It’s no secret that too much salt is bad for one’s health, that we consume more than we should and that reducing consumption is easier said than done.

Seventy-seven percent of salt consumed comes from processed food — the canned goods, mixes, frozen dinners and deli items that most of us eat, generally without concern. Only about four in ten of us pay attention to how much salt we consume. Even when we have alternatives, we choose not to give up salt.

For instance, three years after reducing the salt content in one of its Select lines of soups – from 800mg to 480mg – Campbell’s Soup announced plans to bump it back up to 650mg. Spokeswoman Julie Mandel Sloves said complaints about taste were the reason.

“People bought the soup because they really loved the idea of simple ingredients. But once they tried it, they didn’t come back,” Sloves said. “The reality is, if it doesn’t taste good, people are not going to buy it.”

“Healthy Salt” is an Oxymoron

Manufacturers may say otherwise, but sea salt and kosher salt are no healthier than table salt. All mostly consist of sodium chloride.

Sea salt contains trace amounts of calcium, magnesium and potassium – not found in table salt – but dairy products, fruits and vegetables offer considerably more of these elements without the high level of sodium.

Kosher salt is mined salt (as is table salt) processed under rabbinical supervision. Its large, coarse crystals dissolve slowly which is important in the curing process of kosher food. This is also why kosher salt is sometimes used as a food topping.

What makes salt a menace?

Sodium interacts with potassium and chloride – the other mineral found in salt – to maintain fluid balance in the body, regulate blood pressure, transmit nerve impulses and help with muscle function, including the heart. However, sodium, in excess, is linked to high blood pressure, heart attack and stroke.
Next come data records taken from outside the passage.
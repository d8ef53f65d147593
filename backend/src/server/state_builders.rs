//! Builders turning panel settings into port adapters and page context.

use std::path::Path;
use std::sync::Arc;

use color_eyre::eyre::{Result, WrapErr, bail};
use tracing::{info, warn};

use admin_panel::config::PanelSettings;
use admin_panel::domain::UserModerationService;
use admin_panel::domain::ports::{FixtureLoginService, LoginService};
use admin_panel::inbound::http::health::PlatformBackend;
use admin_panel::inbound::http::session_config::BuildMode;
use admin_panel::inbound::http::state::{HttpStatePorts, PanelContext};
use admin_panel::outbound::operators::ConfiguredLoginService;
use admin_panel::outbound::platform::{PlatformHttpClient, PlatformHttpIdentity};

/// Build the deployment context shared by handlers and pages.
///
/// # Errors
///
/// Returns an error when the configured platform account id is malformed.
pub fn build_panel_context(settings: &PanelSettings) -> Result<PanelContext> {
    let restricted = settings
        .restricted_account()
        .wrap_err("PANEL_PLATFORM_ACCOUNT_ID is invalid")?;
    Ok(PanelContext {
        auth_mode: settings.auth_mode(),
        api_url: settings.api_url.clone(),
        app_url: settings.app_url.clone(),
        restricted,
    })
}

/// Which backend [`build_ports`] wires for these settings.
///
/// # Errors
///
/// Returns an error when the admin API URL is malformed.
pub fn platform_backend(settings: &PanelSettings) -> Result<PlatformBackend> {
    let configured = settings
        .admin_api_url()
        .wrap_err("PANEL_ADMIN_API_URL is invalid")?
        .is_some();
    Ok(if configured {
        PlatformBackend::AdminApi
    } else {
        PlatformBackend::Fixtures
    })
}

/// Select port adapters from settings.
///
/// The platform client is used when an admin API URL is configured. Debug
/// builds without one fall back to fixtures that answer lookups and accept
/// suspensions; release builds refuse to start.
///
/// # Errors
///
/// Returns an error when the admin API URL or the operators file is invalid,
/// or when a release build has no admin API URL.
pub fn build_ports(settings: &PanelSettings, mode: BuildMode) -> Result<HttpStatePorts> {
    let login = build_login_service(settings.operators_file.as_deref(), mode)?;

    let Some(base_url) = settings
        .admin_api_url()
        .wrap_err("PANEL_ADMIN_API_URL is invalid")?
    else {
        if mode == BuildMode::Release {
            bail!("PANEL_ADMIN_API_URL must be set in release builds");
        }
        warn!("no platform admin API configured; serving fixture users");
        return Ok(HttpStatePorts {
            login,
            ..HttpStatePorts::fixtures()
        });
    };

    info!(%base_url, "using platform admin API");
    let client = Arc::new(
        PlatformHttpClient::new(
            base_url,
            settings.admin_api_timeout(),
            PlatformHttpIdentity {
                admin_token: settings.admin_api_token.clone(),
                ..PlatformHttpIdentity::default()
            },
        )
        .wrap_err("failed to build platform admin API client")?,
    );
    let moderation = Arc::new(UserModerationService::new(client.clone(), client));
    Ok(HttpStatePorts {
        login,
        users: moderation.clone(),
        suspensions: moderation,
    })
}

fn build_login_service(path: Option<&Path>, mode: BuildMode) -> Result<Arc<dyn LoginService>> {
    match (path, mode) {
        (Some(path), _) => {
            let service = ConfiguredLoginService::load(path)
                .wrap_err_with(|| format!("failed to load operators from {}", path.display()))?;
            info!(path = %path.display(), operators = service.len(), "loaded operators");
            Ok(Arc::new(service))
        }
        (None, BuildMode::Debug) => {
            warn!("no operators file configured; using the development operator");
            Ok(Arc::new(FixtureLoginService))
        }
        (None, BuildMode::Release) => {
            warn!("no operators file configured; operator login is disabled");
            Ok(Arc::new(ConfiguredLoginService::default()))
        }
    }
}
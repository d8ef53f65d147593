//! HTTP server configuration object and helpers.

use actix_web::cookie::{Key, SameSite};
use std::net::SocketAddr;

use admin_panel::inbound::http::state::{HttpStatePorts, PanelContext};

/// Builder-style configuration for creating the HTTP server.
pub struct ServerConfig {
    pub(crate) key: Key,
    pub(crate) cookie_secure: bool,
    pub(crate) same_site: SameSite,
    pub(crate) bind_addr: SocketAddr,
    pub(crate) ports: HttpStatePorts,
    pub(crate) panel: PanelContext,
}

impl ServerConfig {
    /// Construct a server configuration backed by fixture ports.
    #[must_use]
    pub fn new(key: Key, cookie_secure: bool, same_site: SameSite, bind_addr: SocketAddr) -> Self {
        Self {
            key,
            cookie_secure,
            same_site,
            bind_addr,
            ports: HttpStatePorts::fixtures(),
            panel: PanelContext::default(),
        }
    }

    /// Replace the port adapters used by handlers.
    #[must_use]
    pub fn with_ports(mut self, ports: HttpStatePorts) -> Self {
        self.ports = ports;
        self
    }

    /// Attach deployment context (auth mode, public URLs, restricted account).
    #[must_use]
    pub fn with_panel(mut self, panel: PanelContext) -> Self {
        self.panel = panel;
        self
    }

    /// Return the socket address the server will bind to.
    #[must_use]
    pub fn bind_addr(&self) -> SocketAddr {
        self.bind_addr
    }
}
//! Driven port for reading platform user records.
//!
//! This is the read-only projection of the platform's user collection. It
//! answers "does this user exist and what does it look like"; mutations go
//! through [`super::PlatformProcedures`].

use async_trait::async_trait;

use crate::domain::{PlatformUser, PlatformUserId, Relationship, RelationshipStatus};

use super::PlatformApiError;

/// Read access to platform users.
#[cfg_attr(test, mockall::automock)]
#[async_trait]
pub trait PlatformUserRepository: Send + Sync {
    /// Fetch a user by identifier. `Ok(None)` means the user does not exist.
    async fn find_by_id(&self, id: &PlatformUserId)
    -> Result<Option<PlatformUser>, PlatformApiError>;
}

/// Identifier of the single user known to the fixture adapters.
pub const FIXTURE_PLATFORM_USER_ID: &str = "01FD58YK5W7QRV5H3D64KTQYX3";

/// The fixture user record, if `id` is [`FIXTURE_PLATFORM_USER_ID`].
pub fn fixture_platform_user(id: &PlatformUserId) -> Option<PlatformUser> {
    (id.as_ref() == FIXTURE_PLATFORM_USER_ID).then(|| fixture_record(id.clone()))
}

fn fixture_record(id: PlatformUserId) -> PlatformUser {
    PlatformUser::new(id, "fixture")
        .with_discriminator("0001")
        .with_display_name("Fixture User")
        .with_relations(vec![
            Relationship {
                user_id: "01FD58YK5W7QRV5H3D64KTQYX4".to_owned(),
                status: RelationshipStatus::Friend,
            },
            Relationship {
                user_id: "01FD58YK5W7QRV5H3D64KTQYX5".to_owned(),
                status: RelationshipStatus::Blocked,
            },
        ])
}

/// Fixture repository used when no platform admin API is configured.
#[derive(Debug, Default, Clone, Copy)]
pub struct FixturePlatformUserRepository;

#[async_trait]
impl PlatformUserRepository for FixturePlatformUserRepository {
    async fn find_by_id(
        &self,
        id: &PlatformUserId,
    ) -> Result<Option<PlatformUser>, PlatformApiError> {
        Ok(fixture_platform_user(id))
    }
}
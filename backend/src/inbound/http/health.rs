//! Readiness and liveness probes for the panel process.
//!
//! Readiness also reports which platform backend answers user lookups, so a
//! deployment still serving fixture users is visible from the probe body.

use std::sync::atomic::{AtomicBool, Ordering};

use actix_web::{HttpResponse, get, http::header, web};
use serde::Serialize;

/// Where user lookups and suspensions are sent.
#[derive(Debug, Clone, Copy, PartialEq, Eq, Serialize, utoipa::ToSchema)]
#[serde(rename_all = "camelCase")]
pub enum PlatformBackend {
    /// The platform admin API.
    AdminApi,
    /// In-process fixture adapters.
    Fixtures,
}

/// Probe state shared with the server; readiness flips once the listener
/// is bound.
pub struct HealthState {
    ready: AtomicBool,
    backend: PlatformBackend,
}

impl HealthState {
    pub fn new(backend: PlatformBackend) -> Self {
        Self {
            ready: AtomicBool::new(false),
            backend,
        }
    }

    pub fn mark_ready(&self) {
        self.ready.store(true, Ordering::Release);
    }

    pub fn is_ready(&self) -> bool {
        self.ready.load(Ordering::Acquire)
    }

    pub fn backend(&self) -> PlatformBackend {
        self.backend
    }
}

/// Probe response body.
#[derive(Debug, Serialize, utoipa::ToSchema)]
pub struct HealthReport {
    /// `ready`, `starting` or `alive`.
    #[schema(example = "ready")]
    pub status: &'static str,
    /// Backend serving user lookups; readiness only.
    #[serde(skip_serializing_if = "Option::is_none")]
    pub platform: Option<PlatformBackend>,
}

fn no_store(mut response: actix_web::HttpResponseBuilder, report: &HealthReport) -> HttpResponse {
    response
        .insert_header((header::CACHE_CONTROL, "no-store"))
        .json(report)
}

/// Readiness probe.
#[utoipa::path(
    get,
    path = "/health/ready",
    tags = ["health"],
    security([]),
    responses(
        (status = 200, description = "Ready to serve operators", body = HealthReport),
        (status = 503, description = "Still starting", body = HealthReport)
    )
)]
#[get("/health/ready")]
pub async fn ready(state: web::Data<HealthState>) -> HttpResponse {
    let (builder, status) = if state.is_ready() {
        (HttpResponse::Ok(), "ready")
    } else {
        (HttpResponse::ServiceUnavailable(), "starting")
    };
    no_store(
        builder,
        &HealthReport {
            status,
            platform: Some(state.backend()),
        },
    )
}

/// Liveness probe. Answers whenever the worker can run a handler.
#[utoipa::path(
    get,
    path = "/health/live",
    tags = ["health"],
    security([]),
    responses((status = 200, description = "Process alive", body = HealthReport))
)]
#[get("/health/live")]
pub async fn live() -> HttpResponse {
    no_store(
        HttpResponse::Ok(),
        &HealthReport {
            status: "alive",
            platform: None,
        },
    )
}
//! Stoat admin panel library modules.

pub mod config;
pub mod doc;
pub mod domain;
pub mod inbound;
pub mod middleware;
pub mod outbound;

/// Public OpenAPI surface used by Swagger UI and tooling.
pub use doc::ApiDoc;
pub use middleware::Trace;
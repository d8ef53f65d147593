//! Domain primitives, ports and services.
//!
//! Purpose: Define strongly typed values used by the HTTP adapter and the
//! platform adapters. Keep types immutable and document invariants and
//! serialisation contracts (serde) in each type's Rustdoc.
//!
//! Public surface:
//! - Error (alias to `error::Error`) — transport-agnostic error payload.
//! - ErrorCode (alias to `error::ErrorCode`) — stable error identifier.
//! - PlatformUser / PlatformUserInfo — platform user record and its
//!   smaller projection.
//! - SuspensionRequest — validated suspension command.
//! - AuthorisedUser — per-request view of who is operating the panel.

pub mod auth;
pub mod error;
pub mod moderation_service;
pub mod platform_user;
pub mod ports;
pub mod suspension;
pub mod trace_id;

pub use self::auth::{
    AuthMode, AuthorisedUser, LoginCredentials, LoginValidationError, OperatorProfile,
    OperatorProfileValidationError, authorised_user, default_avatar_url,
};
pub use self::error::{Error, ErrorCode, ErrorValidationError};
pub use self::moderation_service::UserModerationService;
pub use self::platform_user::{
    FriendSummary, PlatformUser, PlatformUserId, PlatformUserInfo, PlatformUserValidationError,
    Relationship, RelationshipStatus, RestrictedAccount,
};
pub use self::suspension::{SuspensionDuration, SuspensionReasons, SuspensionRequest};
pub use self::trace_id::TraceId;

/// HTTP header name used to propagate trace identifiers.
pub const TRACE_ID_HEADER: &str = "trace-id";
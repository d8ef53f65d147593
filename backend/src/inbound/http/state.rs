//! Shared HTTP adapter state.
//!
//! HTTP handlers accept this state via `actix_web::web::Data` so they only
//! depend on domain ports (use-cases) and remain testable without I/O.

use std::sync::Arc;

use crate::domain::ports::{
    FixtureLoginService, FixturePlatformProcedures, FixturePlatformUserRepository, LoginService,
    UserLookupQuery, UserSuspensionCommand,
};
use crate::domain::{AuthMode, RestrictedAccount, UserModerationService};

/// Deployment values the handlers and pages need at request time.
#[derive(Debug, Clone)]
pub struct PanelContext {
    /// Whether operators log in or everyone acts as the instance owner.
    pub auth_mode: AuthMode,
    /// Public platform API URL, used for default avatars.
    pub api_url: Option<String>,
    /// Public chat client URL linked from the login page.
    pub app_url: Option<String>,
    /// The platform's own account.
    pub restricted: RestrictedAccount,
}

impl Default for PanelContext {
    fn default() -> Self {
        Self {
            auth_mode: AuthMode::Session,
            api_url: None,
            app_url: None,
            restricted: RestrictedAccount::default(),
        }
    }
}

/// Parameter object bundling all port implementations for HTTP handlers.
#[derive(Clone)]
pub struct HttpStatePorts {
    pub login: Arc<dyn LoginService>,
    pub users: Arc<dyn UserLookupQuery>,
    pub suspensions: Arc<dyn UserSuspensionCommand>,
}

impl HttpStatePorts {
    /// Ports backed entirely by in-memory fixtures.
    pub fn fixtures() -> Self {
        let moderation = Arc::new(UserModerationService::new(
            Arc::new(FixturePlatformUserRepository),
            Arc::new(FixturePlatformProcedures),
        ));
        Self {
            login: Arc::new(FixtureLoginService),
            users: moderation.clone(),
            suspensions: moderation,
        }
    }
}

/// Dependency bundle for HTTP handlers.
#[derive(Clone)]
pub struct HttpState {
    pub login: Arc<dyn LoginService>,
    pub users: Arc<dyn UserLookupQuery>,
    pub suspensions: Arc<dyn UserSuspensionCommand>,
    pub panel: PanelContext,
}

impl HttpState {
    /// Construct state from a ports bundle and deployment context.
    ///
    /// # Examples
    /// ```
    /// use admin_panel::inbound::http::state::{HttpState, HttpStatePorts, PanelContext};
    ///
    /// let state = HttpState::new(HttpStatePorts::fixtures(), PanelContext::default());
    /// let _login = state.login.clone();
    /// ```
    pub fn new(ports: HttpStatePorts, panel: PanelContext) -> Self {
        let HttpStatePorts {
            login,
            users,
            suspensions,
        } = ports;
        Self {
            login,
            users,
            suspensions,
            panel,
        }
    }
}
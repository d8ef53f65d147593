//! Platform admin API adapter.

mod dto;
mod http_client;

pub use http_client::{PlatformClientError, PlatformHttpClient, PlatformHttpIdentity};
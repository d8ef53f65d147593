//! OpenAPI documentation configuration.
//!
//! [`ApiDoc`] registers the JSON endpoints under `/api/v1`, the health probes
//! and the schema wrappers from [`crate::inbound::http::schemas`]. Server
//! rendered pages are not part of the document.
//!
//! The generated specification is served by Swagger UI in debug builds and
//! exported via `cargo run --bin openapi-dump`.

use crate::inbound::http::login::LoginRequest;
use crate::inbound::http::schemas::{
    AuthorisedUserSchema, ErrorCodeSchema, ErrorSchema, FriendSummarySchema,
    UserLookupResponseSchema,
};
use crate::inbound::http::session_config::SESSION_COOKIE_NAME;
use crate::inbound::http::users::SuspendUserRequest;
use utoipa::openapi::security::{ApiKey, ApiKeyValue, SecurityScheme};
use utoipa::{Modify, OpenApi};

/// Enrich the generated document with the session cookie security scheme.
struct SecurityAddon;

impl Modify for SecurityAddon {
    fn modify(&self, openapi: &mut utoipa::openapi::OpenApi) {
        let components = openapi
            .components
            .get_or_insert_with(utoipa::openapi::Components::default);

        components.add_security_scheme(
            "SessionCookie",
            SecurityScheme::ApiKey(ApiKey::Cookie(ApiKeyValue::with_description(
                SESSION_COOKIE_NAME,
                "Session cookie issued by POST /api/v1/login.",
            ))),
        );
    }
}

/// OpenAPI document for the admin panel API.
#[derive(OpenApi)]
#[openapi(
    modifiers(&SecurityAddon),
    info(
        title = "Stoat admin panel API",
        description = "Operator sessions, user lookup and suspension for the Stoat platform."
    ),
    servers(
        (url = "/", description = "Relative to the deployment base URL")
    ),
    security(("SessionCookie" = [])),
    paths(
        crate::inbound::http::login::login,
        crate::inbound::http::login::logout,
        crate::inbound::http::login::session_user,
        crate::inbound::http::users::fetch_user,
        crate::inbound::http::users::suspend_user,
        crate::inbound::http::health::ready,
        crate::inbound::http::health::live,
    ),
    components(schemas(
        ErrorSchema,
        ErrorCodeSchema,
        AuthorisedUserSchema,
        FriendSummarySchema,
        UserLookupResponseSchema,
        LoginRequest,
        SuspendUserRequest
    )),
    tags(
        (name = "session", description = "Operator login and session state"),
        (name = "users", description = "Platform user lookup and moderation"),
        (name = "health", description = "Endpoints for health checks")
    )
)]
pub struct ApiDoc;

#[cfg(test)]
mod tests {
    use super::*;
    use rstest::rstest;
    use utoipa::openapi::RefOr;
    use utoipa::openapi::schema::Schema;

    fn assert_object_schema_has_field(schema: &RefOr<Schema>, field: &str) {
        match schema {
            RefOr::T(Schema::Object(obj)) => {
                assert!(
                    obj.properties.contains_key(field),
                    "schema should have field '{field}'"
                );
            }
            _ => panic!("expected Object schema"),
        }
    }

    #[rstest]
    #[case("Error", "traceId")]
    #[case("Error", "code")]
    #[case("AuthorisedUser", "usingSessionAuth")]
    #[case("LoginRequest", "password")]
    #[case("SuspendUserRequest", "duration")]
    fn registered_schemas_expose_wire_fields(#[case] schema: &str, #[case] field: &str) {
        let doc = ApiDoc::openapi();
        let schemas = &doc.components.as_ref().expect("components").schemas;
        let found = schemas
            .get(schema)
            .unwrap_or_else(|| panic!("{schema} schema registered"));
        assert_object_schema_has_field(found, field);
    }

    #[rstest]
    #[case("/api/v1/login")]
    #[case("/api/v1/logout")]
    #[case("/api/v1/session/user")]
    #[case("/api/v1/users/{id}")]
    #[case("/api/v1/users/{id}/suspend")]
    #[case("/health/ready")]
    #[case("/health/live")]
    fn documents_every_json_route(#[case] path: &str) {
        let doc = ApiDoc::openapi();
        assert!(doc.paths.paths.contains_key(path), "missing {path}");
    }

    #[test]
    fn session_cookie_scheme_uses_panel_cookie_name() {
        let doc = ApiDoc::openapi();
        let json = doc.to_json().expect("serialise document");
        assert!(json.contains(SESSION_COOKIE_NAME));
    }
}
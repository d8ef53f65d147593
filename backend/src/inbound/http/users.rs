//! Platform user moderation handlers.
//!
//! ```text
//! GET  /api/v1/users/{id}
//! POST /api/v1/users/{id}/suspend {"duration":7,"reasons":["spam"]}
//! ```

use actix_web::{HttpResponse, get, post, web};
use serde::{Deserialize, Serialize};
use serde_json::json;
use tracing::{info, warn};

use crate::domain::{
    Error, PlatformUserId, PlatformUserInfo, SuspensionDuration, SuspensionReasons,
    SuspensionRequest,
};
use crate::inbound::http::ApiResult;
use crate::inbound::http::auth::AuthorisedOperator;
use crate::inbound::http::schemas::{ErrorSchema, UserLookupResponseSchema};
use crate::inbound::http::state::HttpState;

/// Response body for `GET /api/v1/users/{id}`.
#[derive(Debug, Serialize, Deserialize)]
pub struct UserLookupResponse {
    #[serde(flatten)]
    pub user: PlatformUserInfo,
    /// Whether this is the platform's own account.
    pub restricted: bool,
}

/// Request body for `POST /api/v1/users/{id}/suspend`.
#[derive(Debug, Deserialize, Serialize, utoipa::ToSchema)]
pub struct SuspendUserRequest {
    /// Days to suspend for; `0` suspends indefinitely.
    #[schema(example = 7)]
    pub duration: u32,
    /// Reasons recorded by the platform, in order.
    #[serde(default)]
    #[schema(example = json!(["spam", "raiding"]))]
    pub reasons: Vec<String>,
}

fn parse_user_id(raw: String) -> ApiResult<PlatformUserId> {
    PlatformUserId::new(raw).map_err(|err| {
        Error::invalid_request(err.to_string()).with_details(json!({ "field": "id" }))
    })
}

/// Look up a platform user.
#[utoipa::path(
    get,
    path = "/api/v1/users/{id}",
    params(("id" = String, Path, description = "Platform user id")),
    responses(
        (status = 200, description = "User found", body = UserLookupResponseSchema),
        (status = 400, description = "Invalid id", body = ErrorSchema),
        (status = 401, description = "Login required", body = ErrorSchema),
        (status = 404, description = "No such user", body = ErrorSchema),
        (status = 503, description = "Platform unavailable", body = ErrorSchema),
        (status = 500, description = "Internal server error", body = ErrorSchema)
    ),
    tags = ["users"],
    operation_id = "fetchUser"
)]
#[get("/users/{id}")]
pub async fn fetch_user(
    state: web::Data<HttpState>,
    _operator: AuthorisedOperator,
    path: web::Path<String>,
) -> ApiResult<web::Json<UserLookupResponse>> {
    let id = parse_user_id(path.into_inner())?;
    let user = state
        .users
        .fetch_user_by_id(&id)
        .await?
        .ok_or_else(|| Error::not_found(format!("user {id} not found")))?;
    let restricted = state.panel.restricted.is_restricted_user(&user);
    Ok(web::Json(UserLookupResponse {
        user: user.into_info(),
        restricted,
    }))
}

/// Suspend a platform user.
#[utoipa::path(
    post,
    path = "/api/v1/users/{id}/suspend",
    params(("id" = String, Path, description = "Platform user id")),
    request_body = SuspendUserRequest,
    responses(
        (status = 204, description = "Suspension issued"),
        (status = 400, description = "Invalid request", body = ErrorSchema),
        (status = 401, description = "Login required", body = ErrorSchema),
        (status = 403, description = "Restricted account", body = ErrorSchema),
        (status = 404, description = "No such user", body = ErrorSchema),
        (status = 503, description = "Platform unavailable", body = ErrorSchema),
        (status = 500, description = "Internal server error", body = ErrorSchema)
    ),
    tags = ["users"],
    operation_id = "suspendUser"
)]
#[post("/users/{id}/suspend")]
pub async fn suspend_user(
    state: web::Data<HttpState>,
    operator: AuthorisedOperator,
    path: web::Path<String>,
    payload: web::Json<SuspendUserRequest>,
) -> ApiResult<HttpResponse> {
    let id = parse_user_id(path.into_inner())?;
    if state.panel.restricted.is_restricted(&id) {
        warn!(user_id = %id, operator = %operator.0.email, "refused suspension of restricted account");
        return Err(Error::forbidden("the platform account cannot be suspended"));
    }

    let SuspendUserRequest { duration, reasons } = payload.into_inner();
    let request = SuspensionRequest {
        user_id: id.clone(),
        duration: SuspensionDuration::days(duration),
        reasons: SuspensionReasons::new(reasons),
    };
    state.suspensions.suspend_user(request).await?;
    info!(user_id = %id, operator = %operator.0.email, "suspension requested");
    Ok(HttpResponse::NoContent().finish())
}

#[cfg(test)]
#[path = "users_tests.rs"]
mod tests;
Up to age 50, the recommended sodium consumption is no more than 2300 mg a day. That is about a teaspoon of salt. Beginning at age 51 – or at any age for people who are African American or have high blood pressure, diabetes or chronic kidney disease – the recommendation is no more than 1500 mg a day, about half a teaspoon.

Salt overloads restaurant foods, lunchmeats, canned soups, salad dressing, cereal and soda. Food manufacturers add salt to enhance flavor, slow spoilage and extend shelf life. Food products contain sodium when their ingredient labels list baking soda, baking powder, disodium phosphate or compounds in which “Na” is part of the name.

Reduce Intake of Salt

Retrain taste buds. Gradually scale back salt at the table and in cooking.

Read nutrition information. Look for foods that provide five percent or less of the “daily value.” Check the serving size to tally your actual intake.

Sidestep sodium heavyweights. Limit cured meats like bacon, ham and hot dogs and brined foods like pickles and sauerkraut. Lighten up on ketchup, barbecue and steak sauces.

Rinse food. Running water over high-in-sodium foods like canned tuna and canned vegetables can reduce sodium by up to 30 percent.

Swap salt for spices. Cook with fresh or dried herbs, salt-free seasoning blends, lemon juice and flavored vinegars.

Be choosy at restaurants. If possible, check sodium content before ordering. Ask for sauce or dressing on the side.

However, more low-salt, no-salt foods are on the market, and the odds of finding products that are low in sodium and tasty are improving.More food-manufacturing giants are onboard with endeavors like the National Salt Reduction Initiative, which calls for reducing salt content in processed and restaurant food by 20 percent within five years. Resources like the Dietary Approaches to Stop Hypertension (DASH) website offer shopping guides, recipes and tips for choosing lower sodium restaurant food. This all shakes out for greater opportunities to reduce the salt in your diet without giving up on flavor.